Reformvorschläge zur Vollverzinsung ab 2019
Das Bundesverfassungsgericht (BVerfG) hatte entschieden, dass die Verzinsung von Steuernachforderungen und Steuererstattungen verfassungswidrig ist, soweit der Zinsberechnung für Verzinsungszeiträume ab dem 1.1.2014 ein Zinssatz von monatlich 0,5 % zugrunde gelegt wird.
Das BVerfG hatte jedoch insoweit differenziert, als das bisherige Recht für bis einschließlich in das Jahr 2018 fallende Verzinsungszeiträume für weiterhin anwendbar erklärt wurde. Für Verzinsungszeiträume, die in das Jahr 2019 und später fallen, kommt dagegen eine Weitergeltung des bisherigen Rechts dagegen nicht mehr in Betracht. Hier ist der Gesetzgeber verpflichtet, worden. bis zum 31.7.2022 eine verfassungsgemäße Neuregelung zu treffen.

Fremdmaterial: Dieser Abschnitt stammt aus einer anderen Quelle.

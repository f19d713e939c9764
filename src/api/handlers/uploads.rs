//! Multipart uploads: release/project files with optional per-file
//! description sidecars, and home page replacement.
//!
//! The whole form is buffered before any authorization check so that a
//! `comment` field trailing its `file` field can be paired up, and so a
//! rejected request never leaves partial files behind.

use std::sync::Arc;

use axum::extract::{Multipart, State};
use axum::http::{header, HeaderMap};
use axum::Json;
use bytes::Bytes;
use serde_json::{json, Value};

use super::{basename, safe_project, storage_error};
use crate::api::response::ApiError;
use crate::storage::models::Capability;
use crate::AppState;

struct UploadForm {
    project: Option<String>,
    username: Option<String>,
    password: Option<String>,
    files: Vec<UploadedFile>,
}

struct UploadedFile {
    name: String,
    data: Bytes,
    /// One-line description written to the files-about sidecar.
    comment: Option<String>,
}

pub async fn upload_files(
    State(state): State<Arc<AppState>>,
    headers: HeaderMap,
    multipart: Multipart,
) -> Result<Json<Value>, ApiError> {
    let form = read_form(&state, multipart).await?;
    store_files(&state, &headers, &form)
}

pub async fn change_homepage(
    State(state): State<Arc<AppState>>,
    headers: HeaderMap,
    multipart: Multipart,
) -> Result<Json<Value>, ApiError> {
    let form = read_form(&state, multipart).await?;
    store_homepage(&state, &headers, &form)
}

/// Authorize and write the buffered files. Nothing touches the filesystem
/// until the caller has passed the capability check.
fn store_files(
    state: &AppState,
    headers: &HeaderMap,
    form: &UploadForm,
) -> Result<Json<Value>, ApiError> {
    let project = form
        .project
        .as_deref()
        .ok_or_else(|| ApiError::bad_request("The project field is required."))?;
    let project = safe_project(project)?;
    authorize(state, headers, form, project, Capability::Upload)?;

    if form.files.is_empty() {
        return Err(ApiError::bad_request("No files were attached."));
    }

    let www = state.config.project_www_dir(project);
    let files_dir = www.join("files");
    let about_dir = www.join("files-about");
    std::fs::create_dir_all(&files_dir)
        .and_then(|_| std::fs::create_dir_all(&about_dir))
        .map_err(|e| ApiError::internal_verbose("Creating upload directories failed.", e.to_string()))?;

    for file in &form.files {
        std::fs::write(files_dir.join(&file.name), &file.data)
            .map_err(|_| ApiError::internal(format!("Error uploading file '{}'.", file.name)))?;
        std::fs::write(about_dir.join(&file.name), file.comment.as_deref().unwrap_or(""))
            .map_err(|_| ApiError::internal(format!("Error uploading file '{}'.", file.name)))?;
        tracing::info!(project, file = %file.name, size = file.data.len(), "Uploaded file");
    }

    Ok(Json(json!({ "ok": "Files uploaded." })))
}

/// Authorize and install the buffered home page.
fn store_homepage(
    state: &AppState,
    headers: &HeaderMap,
    form: &UploadForm,
) -> Result<Json<Value>, ApiError> {
    let project = form
        .project
        .as_deref()
        .ok_or_else(|| ApiError::bad_request("The project field is required."))?;
    let project = safe_project(project)?;
    authorize(state, headers, form, project, Capability::Homepage)?;

    let page = form
        .files
        .first()
        .ok_or_else(|| ApiError::bad_request("No home page file was attached."))?;

    let www = state.config.project_www_dir(project);
    std::fs::create_dir_all(&www)
        .and_then(|_| std::fs::write(www.join("index.html"), &page.data))
        .map_err(|e| ApiError::internal_verbose("Replacing the home page failed.", e.to_string()))?;

    Ok(Json(json!({ "ok": "Home page replaced." })))
}

/// Buffer every multipart field. A `comment` field attaches to the file
/// field that preceded it.
async fn read_form(state: &AppState, mut multipart: Multipart) -> Result<UploadForm, ApiError> {
    let mut form = UploadForm {
        project: None,
        username: None,
        password: None,
        files: Vec::new(),
    };

    while let Some(field) = multipart
        .next_field()
        .await
        .map_err(|e| ApiError::bad_request(format!("Malformed multipart body: {e}")))?
    {
        let name = field.name().unwrap_or_default().to_string();
        match name.as_str() {
            "project" => form.project = Some(read_text(field).await?),
            "username" => form.username = Some(read_text(field).await?),
            "password" => form.password = Some(read_text(field).await?),
            "file" | "homepage" => {
                let file_name = field.file_name().map(basename).unwrap_or_default().to_string();
                let data = field
                    .bytes()
                    .await
                    .map_err(|e| ApiError::bad_request(format!("Failed to read upload: {e}")))?;
                if data.len() as u64 > state.config.max_upload_size {
                    return Err(ApiError::payload_too_large(format!(
                        "File '{file_name}' exceeds the upload limit."
                    )));
                }
                if file_name.is_empty() && name == "file" {
                    continue;
                }
                form.files.push(UploadedFile {
                    name: file_name,
                    data,
                    comment: None,
                });
            }
            "comment" => {
                let text = read_text(field).await?;
                if let Some(last) = form.files.last_mut() {
                    last.comment = Some(text);
                }
            }
            _ => {}
        }
    }

    Ok(form)
}

async fn read_text(field: axum::extract::multipart::Field<'_>) -> Result<String, ApiError> {
    field
        .text()
        .await
        .map_err(|e| ApiError::bad_request(format!("Malformed multipart field: {e}")))
}

/// Authenticate from form credentials or the session cookie, then check
/// the capability on the project.
fn authorize(
    state: &AppState,
    headers: &HeaderMap,
    form: &UploadForm,
    project: &str,
    capability: Capability,
) -> Result<String, ApiError> {
    let cookie = headers
        .get(header::COOKIE)
        .and_then(|v| v.to_str().ok());
    let credentials = match (&form.username, &form.password) {
        (Some(u), Some(p)) => Some((u.as_str(), p.as_str())),
        _ => None,
    };
    let user = state
        .auth
        .authenticate(&state.db, credentials, cookie)
        .map_err(storage_error)?
        .ok_or_else(ApiError::unauthorized)?;

    match state
        .db
        .user_permissions(project, &user)
        .map_err(storage_error)?
    {
        Some(permissions) if permissions.has(capability) => Ok(user),
        _ => Err(ApiError::forbidden()),
    }
}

Anknüpfen an Basiszinssatz
Der DStV hat hierzu seiner Mitteilung v. 10.2.2022 einen Vorschlag gemacht:
Aus Sicht des DStV sollte die neue Zinsregelung transparent langfristige Zinsentwicklungen abbilden und einer gewissen Kontinuität unterliegen. Vor diesem Hintergrund sprach er sich für ein Anknüpfen der Neuregelung an einen variablen Zinssatz aus. Konkret regte der DStV an, die Verzinsung zugunsten wie zulasten dynamisch an den Basiszinssatz nach § 247 BGB anzupassen.
Die halbjährliche Aktualisierung des Basiszinssatzes darf nach Ansicht des DStV jedoch aus Gründen der Praxistauglichkeit nicht zu einer halbjährlichen Zinsanpassung führen. Vielmehr sollte eine Anpassung nur jahresbezogen erfolgen.
Änderungskorridor für erhöhte Planungssicherheit
Eine Anpassung des Zinssatzes zum Folgejahr sollte aus Sicht des DStV erst dann erfolgen, wenn dessen Änderung zum 1.7. den Korridor von 0,5 %-Punkten über- bzw. unterschreitet – verglichen zum jeweils geltenden Zinssatz. Im Falle eines negativen Basiszinssatzes oder eines, der bei null liegt, sollte die Zinshöhe – ohne Berücksichtigung des Korridors – auf 0 % gedeckelt sein.
Zeitliche Begrenzung des Zinslaufs
Der DStV hat außerdem angeregt, eine gesetzliche Grundlage dafür zu schaffen, dass die von Steuerpflichtigen bereits im Rahmen von Betriebsprüfungen geleisteten Vorauszahlungen den Zinslauf stoppen.
Ungeachtet dessen hat er sich für eine generelle Begrenzung des Zinslaufs auf 4 Jahre ausgesprochen. Dies könne die Motivation der Finanzverwaltung erhöhen, die Betriebsprüfungen deutlich näher an die betroffenen Veranlagungszeiträume zu ziehen.